(Beginning of Records provided)
use std::path::PathBuf;
use thiserror::Error;

#[derive(Error, Debug)]
pub enum SafetrackError {
    #[error("Configuration error: {0}")]
    Config(#[from] ConfigError),

    #[error("Organization error: {0}")]
    Registry(#[from] RegistryError),

    #[error("Record error: {0}")]
    Record(#[from] RecordError),

    #[error("Storage error: {0}")]
    Storage(#[from] StorageError),

    #[error("Report error: {0}")]
    Report(#[from] ReportError),

    #[error("Database error: {0}")]
    Database(#[from] crate::db::DatabaseError),

    #[error("Logging setup failed: {0}")]
    Telemetry(String),
}

#[derive(Error, Debug)]
pub enum ConfigError {
    #[error("Failed to read config file '{path}': {source}")]
    ReadFile {
        path: PathBuf,
        #[source]
        source: std::io::Error,
    },

    #[error("Failed to parse config JSON: {0}")]
    ParseJson(#[from] serde_json::Error),

    #[error("Config validation failed: {message}")]
    Validation { message: String },
}

/// Constraint violations on the organization list. The messages are shown
/// to the user as-is.
#[derive(Error, Debug)]
pub enum RegistryError {
    #[error("Organization name must not be empty")]
    EmptyName,

    #[error("New organization name must differ from the old one")]
    Unchanged,

    #[error("Organization '{0}' already exists")]
    Duplicate(String),

    #[error("Organization '{0}' not found")]
    NotFound(String),

    #[error(transparent)]
    Database(#[from] crate::db::DatabaseError),
}

#[derive(Error, Debug)]
pub enum RecordError {
    #[error("{kind} record {id} not found")]
    NotFound { kind: &'static str, id: i64 },

    #[error("Invalid value for '{field}': {reason}")]
    Validation { field: &'static str, reason: String },

    #[error(transparent)]
    Database(#[from] crate::db::DatabaseError),

    #[error(transparent)]
    Storage(#[from] StorageError),
}

impl RecordError {
    pub(crate) fn invalid(field: &'static str, reason: impl Into<String>) -> Self {
        Self::Validation {
            field,
            reason: reason.into(),
        }
    }
}

#[derive(Error, Debug)]
pub enum StorageError {
    #[error("Failed to create directory '{path}': {source}")]
    CreateDirectory {
        path: PathBuf,
        #[source]
        source: std::io::Error,
    },

    #[error("Failed to write file '{path}': {source}")]
    WriteFile {
        path: PathBuf,
        #[source]
        source: std::io::Error,
    },

    #[error("Failed to remove file '{path}': {source}")]
    RemoveFile {
        path: PathBuf,
        #[source]
        source: std::io::Error,
    },

    #[error("File already exists: {0}")]
    FileExists(PathBuf),

    #[error(transparent)]
    Database(#[from] crate::db::DatabaseError),
}

#[derive(Error, Debug)]
pub enum ReportError {
    #[error("Template not found: {0}")]
    TemplateMissing(PathBuf),

    #[error("Failed to read template '{path}': {source}")]
    TemplateRead {
        path: PathBuf,
        #[source]
        source: std::io::Error,
    },

    #[error("Invalid document package: {0}")]
    Package(#[from] zip::result::ZipError),

    #[error("XML error in '{part}': {reason}")]
    Xml { part: String, reason: String },

    #[error("Chart rendering failed: {0}")]
    Chart(#[from] image::ImageError),

    #[error("Chart size {width}x{height} is out of range")]
    ChartSize { width: u32, height: u32 },

    #[error("Failed to load chart font '{path}': {reason}")]
    Font { path: PathBuf, reason: String },

    #[error("IO error while writing report: {0}")]
    Io(#[from] std::io::Error),

    #[error(transparent)]
    Database(#[from] crate::db::DatabaseError),
}

impl ReportError {
    pub(crate) fn xml(part: &str, reason: impl std::fmt::Display) -> Self {
        Self::Xml {
            part: part.to_string(),
            reason: reason.to_string(),
        }
    }
}

pub type Result<T> = std::result::Result<T, SafetrackError>;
(End of Records provided)
- **The task**
Give back the complete material verbatim.

- **Answer box**
use std::path::PathBuf;
use thiserror::Error;

#[derive(Error, Debug)]
pub enum SafetrackError {
    #[error("Configuration error: {0}")]
    Config(#[from] ConfigError),

    #[error("Organization error: {0}")]
    Registry(#[from] RegistryError),

    #[error("Record error: {0}")]
    Record(#[from] RecordError),

    #[error("Storage error: {0}")]
    Storage(#[from] StorageError),

    #[error("Report error: {0}")]
    Report(#[from] ReportError),

    #[error("Database error: {0}")]
    Database(#[from] crate::db::DatabaseError),

    #[error("Logging setup failed: {0}")]
    Telemetry(String),
}

#[derive(Error, Debug)]
pub enum ConfigError {
    #[error("Failed to read config file '{path}': {source}")]
    ReadFile {
        path: PathBuf,
        #[source]
        source: std::io::Error,
    },

    #[error("Failed to parse config JSON: {0}")]
    ParseJson(#[from] serde_json::Error),

    #[error("Config validation failed: {message}")]
    Validation { message: String },
}

/// Constraint violations on the organization list. The messages are shown
/// to the user as-is.
#[derive(Error, Debug)]
pub enum RegistryError {
    #[error("Organization name must not be empty")]
    EmptyName,

    #[error("New organization name must differ from the old one")]
    Unchanged,

    #[error("Organization '{0}' already exists")]
    Duplicate(String),

    #[error("Organization '{0}' not found")]
    NotFound(String),

    #[error(transparent)]
    Database(#[from] crate::db::DatabaseError),
}

#[derive(Error, Debug)]
pub enum RecordError {
    #[error("{kind} record {id} not found")]
    NotFound { kind: &'static str, id: i64 },

    #[error("Invalid value for '{field}': {reason}")]
    Validation { field: &'static str, reason: String },

    #[error(transparent)]
    Database(#[from] crate::db::DatabaseError),

    #[error(transparent)]
    Storage(#[from] StorageError),
}

impl RecordError {
    pub(crate) fn invalid(field: &'static str, reason: impl Into<String>) -> Self {
        Self::Validation {
            field,
            reason: reason.into(),
        }
    }
}

#[derive(Error, Debug)]
pub enum StorageError {
    #[error("Failed to create directory '{path}': {source}")]
    CreateDirectory {
        path: PathBuf,
        #[source]
        source: std::io::Error,
    },

    #[error("Failed to write file '{path}': {source}")]
    WriteFile {
        path: PathBuf,
        #[source]
        source: std::io::Error,
    },

    #[error("Failed to remove file '{path}': {source}")]
    RemoveFile {
        path: PathBuf,
        #[source]
        source: std::io::Error,
    },

    #[error("File already exists: {0}")]
    FileExists(PathBuf),

    #[error(transparent)]
    Database(#[from] crate::db::DatabaseError),
}

#[derive(Error, Debug)]
pub enum ReportError {
    #[error("Template not found: {0}")]
    TemplateMissing(PathBuf),

    #[error("Failed to read template '{path}': {source}")]
    TemplateRead {
        path: PathBuf,
        #[source]
        source: std::io::Error,
    },

    #[error("Invalid document package: {0}")]
    Package(#[from] zip::result::ZipError),

    #[error("XML error in '{part}': {reason}")]
    Xml { part: String, reason: String },

    #[error("Chart rendering failed: {0}")]
    Chart(#[from] image::ImageError),

    #[error("Chart size {width}x{height} is out of range")]
    ChartSize { width: u32, height: u32 },

    #[error("Failed to load chart font '{path}': {reason}")]
    Font { path: PathBuf, reason: String },

    #[error("IO error while writing report: {0}")]
    Io(#[from] std::io::Error),

    #[error(transparent)]
    Database(#[from] crate::db::DatabaseError),
}

impl ReportError {
    pub(crate) fn xml(part: &str, reason: impl std::fmt::Display) -> Self {
        Self::Xml {
            part: part.to_string(),
            reason: reason.to_string(),
        }
    }
}

pub type Result<T> = std::result::Result<T, SafetrackError>;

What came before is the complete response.